--- Available data Enclosed Below ---

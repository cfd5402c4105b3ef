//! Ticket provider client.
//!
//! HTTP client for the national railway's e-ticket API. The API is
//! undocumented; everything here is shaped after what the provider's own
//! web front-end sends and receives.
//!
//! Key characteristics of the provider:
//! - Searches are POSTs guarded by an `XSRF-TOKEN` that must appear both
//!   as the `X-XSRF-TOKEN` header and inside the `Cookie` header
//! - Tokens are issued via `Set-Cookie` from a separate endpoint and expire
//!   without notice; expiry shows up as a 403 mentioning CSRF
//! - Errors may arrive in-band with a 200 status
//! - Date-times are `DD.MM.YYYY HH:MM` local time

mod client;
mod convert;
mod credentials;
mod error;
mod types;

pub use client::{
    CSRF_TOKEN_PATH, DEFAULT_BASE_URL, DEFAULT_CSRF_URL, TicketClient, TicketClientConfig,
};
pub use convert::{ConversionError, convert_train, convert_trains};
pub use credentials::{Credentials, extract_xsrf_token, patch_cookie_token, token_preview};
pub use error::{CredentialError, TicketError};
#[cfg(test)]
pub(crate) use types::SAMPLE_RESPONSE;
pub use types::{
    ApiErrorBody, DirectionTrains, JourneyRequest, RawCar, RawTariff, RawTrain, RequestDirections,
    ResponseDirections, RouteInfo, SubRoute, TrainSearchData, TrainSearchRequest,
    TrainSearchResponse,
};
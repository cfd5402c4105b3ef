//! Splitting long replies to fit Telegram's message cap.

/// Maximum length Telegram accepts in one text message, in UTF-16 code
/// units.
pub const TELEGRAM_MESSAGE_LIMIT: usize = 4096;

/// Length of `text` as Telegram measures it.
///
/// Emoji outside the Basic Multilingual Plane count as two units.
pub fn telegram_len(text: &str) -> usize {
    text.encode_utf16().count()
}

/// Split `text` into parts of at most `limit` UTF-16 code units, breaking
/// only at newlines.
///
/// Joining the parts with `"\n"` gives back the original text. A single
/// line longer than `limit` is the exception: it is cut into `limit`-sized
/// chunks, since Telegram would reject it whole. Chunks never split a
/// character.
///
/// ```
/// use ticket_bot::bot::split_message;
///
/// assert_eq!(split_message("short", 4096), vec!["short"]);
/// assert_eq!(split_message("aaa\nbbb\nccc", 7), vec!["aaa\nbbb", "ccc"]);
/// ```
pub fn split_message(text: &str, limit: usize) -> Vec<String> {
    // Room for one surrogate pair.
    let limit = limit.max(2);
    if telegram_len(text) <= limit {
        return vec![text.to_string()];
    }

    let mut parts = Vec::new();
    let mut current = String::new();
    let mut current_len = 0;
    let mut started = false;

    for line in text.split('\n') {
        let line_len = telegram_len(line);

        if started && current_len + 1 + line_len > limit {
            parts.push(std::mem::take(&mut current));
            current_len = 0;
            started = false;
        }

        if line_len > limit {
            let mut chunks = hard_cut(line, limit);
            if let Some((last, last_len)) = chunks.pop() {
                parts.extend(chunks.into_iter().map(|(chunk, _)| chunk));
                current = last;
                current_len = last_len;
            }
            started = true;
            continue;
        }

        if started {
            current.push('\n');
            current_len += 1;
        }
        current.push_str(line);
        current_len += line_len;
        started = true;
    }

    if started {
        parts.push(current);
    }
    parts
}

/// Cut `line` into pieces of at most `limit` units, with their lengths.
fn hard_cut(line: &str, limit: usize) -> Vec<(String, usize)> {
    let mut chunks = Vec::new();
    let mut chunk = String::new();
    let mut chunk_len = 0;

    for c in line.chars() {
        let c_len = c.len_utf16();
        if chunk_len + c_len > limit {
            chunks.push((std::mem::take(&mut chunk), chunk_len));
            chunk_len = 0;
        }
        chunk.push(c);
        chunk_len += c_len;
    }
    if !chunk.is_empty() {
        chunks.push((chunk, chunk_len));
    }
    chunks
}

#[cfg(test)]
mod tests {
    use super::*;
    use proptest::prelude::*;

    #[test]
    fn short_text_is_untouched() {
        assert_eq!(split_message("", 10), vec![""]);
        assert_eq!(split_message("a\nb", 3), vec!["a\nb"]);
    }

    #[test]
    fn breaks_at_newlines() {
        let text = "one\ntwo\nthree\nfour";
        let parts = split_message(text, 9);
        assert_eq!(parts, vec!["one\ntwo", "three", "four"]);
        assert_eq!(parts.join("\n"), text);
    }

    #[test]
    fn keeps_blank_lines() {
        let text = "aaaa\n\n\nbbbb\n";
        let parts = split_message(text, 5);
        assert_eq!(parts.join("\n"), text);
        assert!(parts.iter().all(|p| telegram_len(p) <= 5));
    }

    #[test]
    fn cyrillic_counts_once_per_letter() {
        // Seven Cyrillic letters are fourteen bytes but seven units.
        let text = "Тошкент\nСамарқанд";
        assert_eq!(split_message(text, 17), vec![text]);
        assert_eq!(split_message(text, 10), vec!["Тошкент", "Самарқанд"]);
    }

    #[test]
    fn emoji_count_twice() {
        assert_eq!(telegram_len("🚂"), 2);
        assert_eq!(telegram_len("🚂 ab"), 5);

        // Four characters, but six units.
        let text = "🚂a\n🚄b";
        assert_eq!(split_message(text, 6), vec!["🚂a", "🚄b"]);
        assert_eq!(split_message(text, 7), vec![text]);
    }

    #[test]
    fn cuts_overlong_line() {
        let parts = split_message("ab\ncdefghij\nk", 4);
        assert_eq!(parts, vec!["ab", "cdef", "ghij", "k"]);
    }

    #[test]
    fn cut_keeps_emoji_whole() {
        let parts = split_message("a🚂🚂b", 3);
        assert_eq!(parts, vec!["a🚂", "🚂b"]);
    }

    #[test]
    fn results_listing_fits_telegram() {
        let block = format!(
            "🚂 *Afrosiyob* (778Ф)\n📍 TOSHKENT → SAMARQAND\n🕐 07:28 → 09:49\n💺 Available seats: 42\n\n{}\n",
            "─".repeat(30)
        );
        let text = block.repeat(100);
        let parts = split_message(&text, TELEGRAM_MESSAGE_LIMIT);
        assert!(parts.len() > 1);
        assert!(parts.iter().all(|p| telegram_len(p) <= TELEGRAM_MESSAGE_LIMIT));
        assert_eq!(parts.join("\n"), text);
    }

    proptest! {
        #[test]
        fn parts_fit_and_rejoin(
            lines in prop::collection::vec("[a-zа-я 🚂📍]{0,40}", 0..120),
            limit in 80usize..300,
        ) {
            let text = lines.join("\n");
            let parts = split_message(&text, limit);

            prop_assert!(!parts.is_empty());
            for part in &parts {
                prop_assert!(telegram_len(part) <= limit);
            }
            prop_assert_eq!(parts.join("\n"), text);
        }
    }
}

--- End of Enclosed Available data ---

## Assignment
Return exactly the lines above from the line that has "in UTF-16 code" through the line that has "text. A single", inclusive, and nothing else.

## Exercise response
/// Maximum length Telegram accepts in one text message, in UTF-16 code
/// units.
pub const TELEGRAM_MESSAGE_LIMIT: usize = 4096;

/// Length of `text` as Telegram measures it.
///
/// Emoji outside the Basic Multilingual Plane count as two units.
pub fn telegram_len(text: &str) -> usize {
    text.encode_utf16().count()
}

/// Split `text` into parts of at most `limit` UTF-16 code units, breaking
/// only at newlines.
///
/// Joining the parts with `"\n"` gives back the original text. A single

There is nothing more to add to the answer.